How has it come about that so many evangelicals today are cold toward the doctrine of the Trinity, confused about its meaning, or noncommittal about its importance? Even though solid biblical and theological teaching on the subject is available, the doctrine of the Trinity continues to be treated as an awkward guest in the evangelical household. The very terminology of Trinitarianism sounds vaguely Roman Catholic to our ears: isn’t Trinity, after all, a Latin word not found in the Bible but devised sometime in the Dark Ages? And though it was assembled (so the story goes) by clever theologians rather than apostles, isn’t it of dubious status as a specimen of logic? Above all, isn’t it a speculative distraction from the serious business of the gospel?

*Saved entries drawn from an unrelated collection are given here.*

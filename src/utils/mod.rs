pub mod date;
pub mod table;
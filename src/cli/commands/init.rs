use crate::cli::parser::Cli;
use crate::config::Config;
use crate::context::AppContext;
use crate::errors::AppResult;
use crate::ui::messages::{info, success, warning};

/// Handle the `init` command
///
/// This initializes:
///  - the config directory and file (skipped in test mode)
///  - the workbook file with both sheets
pub fn handle(cli: &Cli, cfg: &Config) -> AppResult<()> {
    let path = Config::config_file();

    println!("⚙️  Initializing hotelmaint…");
    if cli.test {
        info("Test mode: configuration file left untouched");
    } else {
        cfg.save_to(&path)?;
        println!("📄 Config file : {}", path.display());
    }
    println!("🗄️  Workbook    : {}", cfg.workbook);

    let ctx = AppContext::open(cfg.clone())?;
    let report = ctx.diagnose();
    ctx.close();

    if report.is_healthy() {
        success(format!("Workbook initialized at {}", cfg.workbook));
    } else {
        warning("Workbook opened, but its sheets do not have the expected columns; run `hotelmaint diagnose`.");
    }
    Ok(())
}
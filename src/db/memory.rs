//! In-memory workbook, used by tests and dry runs.

use crate::db::cell::Cell;
use crate::db::workbook::Workbook;
use crate::errors::{AppError, AppResult};
use std::cell::RefCell;

#[derive(Debug, Default)]
struct Sheet {
    name: String,
    rows: Vec<Vec<Cell>>,
    frozen_rows: usize,
}

impl Sheet {
    fn last_row(&self) -> usize {
        self.rows
            .iter()
            .rposition(|r| r.iter().any(|c| !c.is_empty()))
            .map_or(0, |idx| idx + 1)
    }

    fn last_column(&self) -> usize {
        self.rows
            .iter()
            .filter_map(|r| r.iter().rposition(|c| !c.is_empty()))
            .max()
            .map_or(0, |idx| idx + 1)
    }
}

#[derive(Debug, Default)]
pub struct MemoryWorkbook {
    sheets: RefCell<Vec<Sheet>>,
}

impl MemoryWorkbook {
    pub fn new() -> Self {
        Self::default()
    }

    /// Number of frozen rows of a sheet (0 when the sheet is missing).
    pub fn frozen_rows(&self, sheet: &str) -> usize {
        self.sheets
            .borrow()
            .iter()
            .find(|s| s.name == sheet)
            .map_or(0, |s| s.frozen_rows)
    }

    fn with_sheet<T>(&self, name: &str, f: impl FnOnce(&mut Sheet) -> T) -> AppResult<T> {
        let mut sheets = self.sheets.borrow_mut();
        let sheet = sheets
            .iter_mut()
            .find(|s| s.name == name)
            .ok_or_else(|| AppError::SheetMissing(name.to_string()))?;
        Ok(f(sheet))
    }
}

impl Workbook for MemoryWorkbook {
    fn location(&self) -> String {
        ":memory:".to_string()
    }

    fn sheet_names(&self) -> AppResult<Vec<String>> {
        Ok(self.sheets.borrow().iter().map(|s| s.name.clone()).collect())
    }

    fn has_sheet(&self, name: &str) -> AppResult<bool> {
        Ok(self.sheets.borrow().iter().any(|s| s.name == name))
    }

    fn create_sheet(&self, name: &str) -> AppResult<()> {
        if !self.has_sheet(name)? {
            self.sheets.borrow_mut().push(Sheet {
                name: name.to_string(),
                ..Sheet::default()
            });
        }
        Ok(())
    }

    fn last_row(&self, sheet: &str) -> AppResult<usize> {
        self.with_sheet(sheet, |s| s.last_row())
    }

    fn last_column(&self, sheet: &str) -> AppResult<usize> {
        self.with_sheet(sheet, |s| s.last_column())
    }

    fn read_rows(
        &self,
        sheet: &str,
        first_row: usize,
        count: usize,
        width: usize,
    ) -> AppResult<Vec<Vec<Cell>>> {
        self.with_sheet(sheet, |s| {
            (first_row..first_row + count)
                .map(|r| {
                    let source = s.rows.get(r.wrapping_sub(1));
                    (0..width)
                        .map(|c| {
                            source
                                .and_then(|row| row.get(c))
                                .cloned()
                                .unwrap_or_default()
                        })
                        .collect()
                })
                .collect()
        })
    }

    fn append_row(&self, sheet: &str, cells: &[Cell]) -> AppResult<()> {
        let row = self.last_row(sheet)? + 1;
        self.write_row(sheet, row, cells)
    }

    fn set_cell(&self, sheet: &str, row: usize, col: usize, cell: Cell) -> AppResult<()> {
        if row == 0 || col == 0 {
            return Err(AppError::Other(format!(
                "invalid cell position {row}:{col} in sheet {sheet}"
            )));
        }
        self.with_sheet(sheet, |s| {
            if s.rows.len() < row {
                s.rows.resize_with(row, Vec::new);
            }
            let target = &mut s.rows[row - 1];
            if target.len() < col {
                target.resize(col, Cell::Empty);
            }
            target[col - 1] = cell;
        })
    }

    fn set_frozen_rows(&self, sheet: &str, rows: usize) -> AppResult<()> {
        self.with_sheet(sheet, |s| s.frozen_rows = rows)
    }
}
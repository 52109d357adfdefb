//! Typed spreadsheet cell values.

use chrono::{Datelike, NaiveDateTime};

/// Fixed timestamp format used at every transport boundary.
pub const DATETIME_FMT: &str = "%d/%m/%Y %H:%M:%S";

/// Storage format for date cells inside the workbook file.
const DB_DATETIME_FMT: &str = "%Y-%m-%dT%H:%M:%S";

/// A single cell of a sheet.
#[derive(Debug, Clone, PartialEq, Default)]
pub enum Cell {
    #[default]
    Empty,
    Text(String),
    Number(f64),
    Bool(bool),
    Date(NaiveDateTime),
}

impl Cell {
    /// Build a text cell; an empty string becomes `Cell::Empty`.
    pub fn text(s: impl Into<String>) -> Self {
        let s = s.into();
        if s.is_empty() { Cell::Empty } else { Cell::Text(s) }
    }

    pub fn is_empty(&self) -> bool {
        match self {
            Cell::Empty => true,
            Cell::Text(s) => s.is_empty(),
            _ => false,
        }
    }

    /// Render the cell as the string a caller sees.
    ///
    /// Dates use `dd/MM/yyyy HH:mm:ss`; dates before 1970 are treated as
    /// invalid and render empty. Whole numbers drop the fractional part.
    pub fn to_display(&self) -> String {
        match self {
            Cell::Empty => String::new(),
            Cell::Text(s) => s.clone(),
            Cell::Number(n) => format_number(*n),
            Cell::Bool(b) => b.to_string(),
            Cell::Date(d) => {
                if d.year() < 1970 {
                    String::new()
                } else {
                    d.format(DATETIME_FMT).to_string()
                }
            }
        }
    }

    /// Convert enum → (kind, value) pair stored in the `cells` table.
    pub fn to_db(&self) -> Option<(&'static str, String)> {
        match self {
            Cell::Empty => None,
            Cell::Text(s) if s.is_empty() => None,
            Cell::Text(s) => Some(("text", s.clone())),
            Cell::Number(n) => Some(("number", n.to_string())),
            Cell::Bool(b) => Some(("bool", b.to_string())),
            Cell::Date(d) => Some(("date", d.format(DB_DATETIME_FMT).to_string())),
        }
    }

    /// Convert a stored (kind, value) pair back into a cell.
    /// Values that do not parse for their kind fall back to text.
    pub fn from_db(kind: &str, value: String) -> Self {
        match kind {
            "number" => value
                .parse::<f64>()
                .map(Cell::Number)
                .unwrap_or(Cell::Text(value)),
            "bool" => match value.as_str() {
                "true" => Cell::Bool(true),
                "false" => Cell::Bool(false),
                _ => Cell::Text(value),
            },
            "date" => NaiveDateTime::parse_from_str(&value, DB_DATETIME_FMT)
                .map(Cell::Date)
                .unwrap_or(Cell::Text(value)),
            _ => Cell::text(value),
        }
    }
}

fn format_number(n: f64) -> String {
    if n.is_finite() && n.fract() == 0.0 && n.abs() < 1e15 {
        format!("{}", n as i64)
    } else {
        n.to_string()
    }
}

impl From<&str> for Cell {
    fn from(s: &str) -> Self {
        Cell::text(s)
    }
}

impl From<String> for Cell {
    fn from(s: String) -> Self {
        Cell::text(s)
    }
}

impl From<&String> for Cell {
    fn from(s: &String) -> Self {
        Cell::text(s.as_str())
    }
}

impl From<f64> for Cell {
    fn from(n: f64) -> Self {
        Cell::Number(n)
    }
}

impl From<bool> for Cell {
    fn from(b: bool) -> Self {
        Cell::Bool(b)
    }
}

impl From<NaiveDateTime> for Cell {
    fn from(d: NaiveDateTime) -> Self {
        Cell::Date(d)
    }
}

#[cfg(test)]
mod tests {
    use super::*;
    use chrono::NaiveDate;

    #[test]
    fn date_cells_use_fixed_format() {
        let d = NaiveDate::from_ymd_opt(2024, 3, 5)
            .unwrap()
            .and_hms_opt(7, 8, 9)
            .unwrap();
        assert_eq!(Cell::Date(d).to_display(), "05/03/2024 07:08:09");
    }

    #[test]
    fn pre_epoch_dates_render_empty() {
        let d = NaiveDate::from_ymd_opt(1899, 12, 30)
            .unwrap()
            .and_hms_opt(0, 0, 0)
            .unwrap();
        assert_eq!(Cell::Date(d).to_display(), "");
    }

    #[test]
    fn whole_numbers_have_no_fraction() {
        assert_eq!(Cell::Number(3.0).to_display(), "3");
        assert_eq!(Cell::Number(2.5).to_display(), "2.5");
    }

    #[test]
    fn db_round_trip_keeps_kind() {
        let cells = [
            Cell::text("abc"),
            Cell::Number(12.25),
            Cell::Bool(false),
            Cell::Date(
                NaiveDate::from_ymd_opt(2025, 1, 31)
                    .unwrap()
                    .and_hms_opt(23, 59, 0)
                    .unwrap(),
            ),
        ];
        for c in cells {
            let (kind, value) = c.to_db().unwrap();
            assert_eq!(Cell::from_db(kind, value), c);
        }
        assert!(Cell::Empty.to_db().is_none());
    }
}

Doubts like these are hardly dispelled by the haunting thought that it is mandatory for Christians to believe it at peril of damnation. Perhaps you have heard the frightful admonition:

The Trinity:

Try to understand it

and you’ll lose your mind;

try to deny it and you’ll lose your soul!1

Heavy-handed theological pressure like that is about as helpful, in the long run, as tying shoelaces tighter to make up for a bad-fitting shoe. Wherever this pressure is felt, it turns us from negligent Trinity-ignorers to motivated Trinity-phobes. If we know nothing else about the Trinity, we at least know that explicitly denying it will put a church on the list of non-Christian cults. To many evangelicals, the stakes of thinking about the Trinity seem too high and the payoff too low—and we are not gamblers. No wonder the word Trinitarian is conspicuously absent from the list of adjectives that leap to mind to describe the theological character of evangelicalism. No wonder many of our congregations drift from year to year with only the vaguest apprehension of the fact that their Christian life is one of communion with the Father in the Son and the Spirit. No wonder we have become so alienated from the roots of our existence as evangelicals: our Trinitarian roots.

Trinitarian Deep Down

Evangelicals do have Trinitarian roots, after all, and those roots reach deep; not just into the history of the movement but into the reality of who we are in Christ. Deep down it is evangelical Christians who most clearly witness to the fact that the personal salvation we experience is reconciliation with God the Father, carried out through God the Son, in the power of God the Holy Spirit. As a result, evangelical Christians have been in reality the most thoroughly Trinitarian Christians in the history of the church. This is a strong claim and one not often heard these days, but I hope to make good on it in the course of this book. The characteristic beliefs, commitments, practices, and presuppositions of evangelicalism were all generated by a spiritual revolution: an applied Trinitarian theology that took more seriously than ever before in Christian history the involvement of Father, Son, and Spirit in the Christian life.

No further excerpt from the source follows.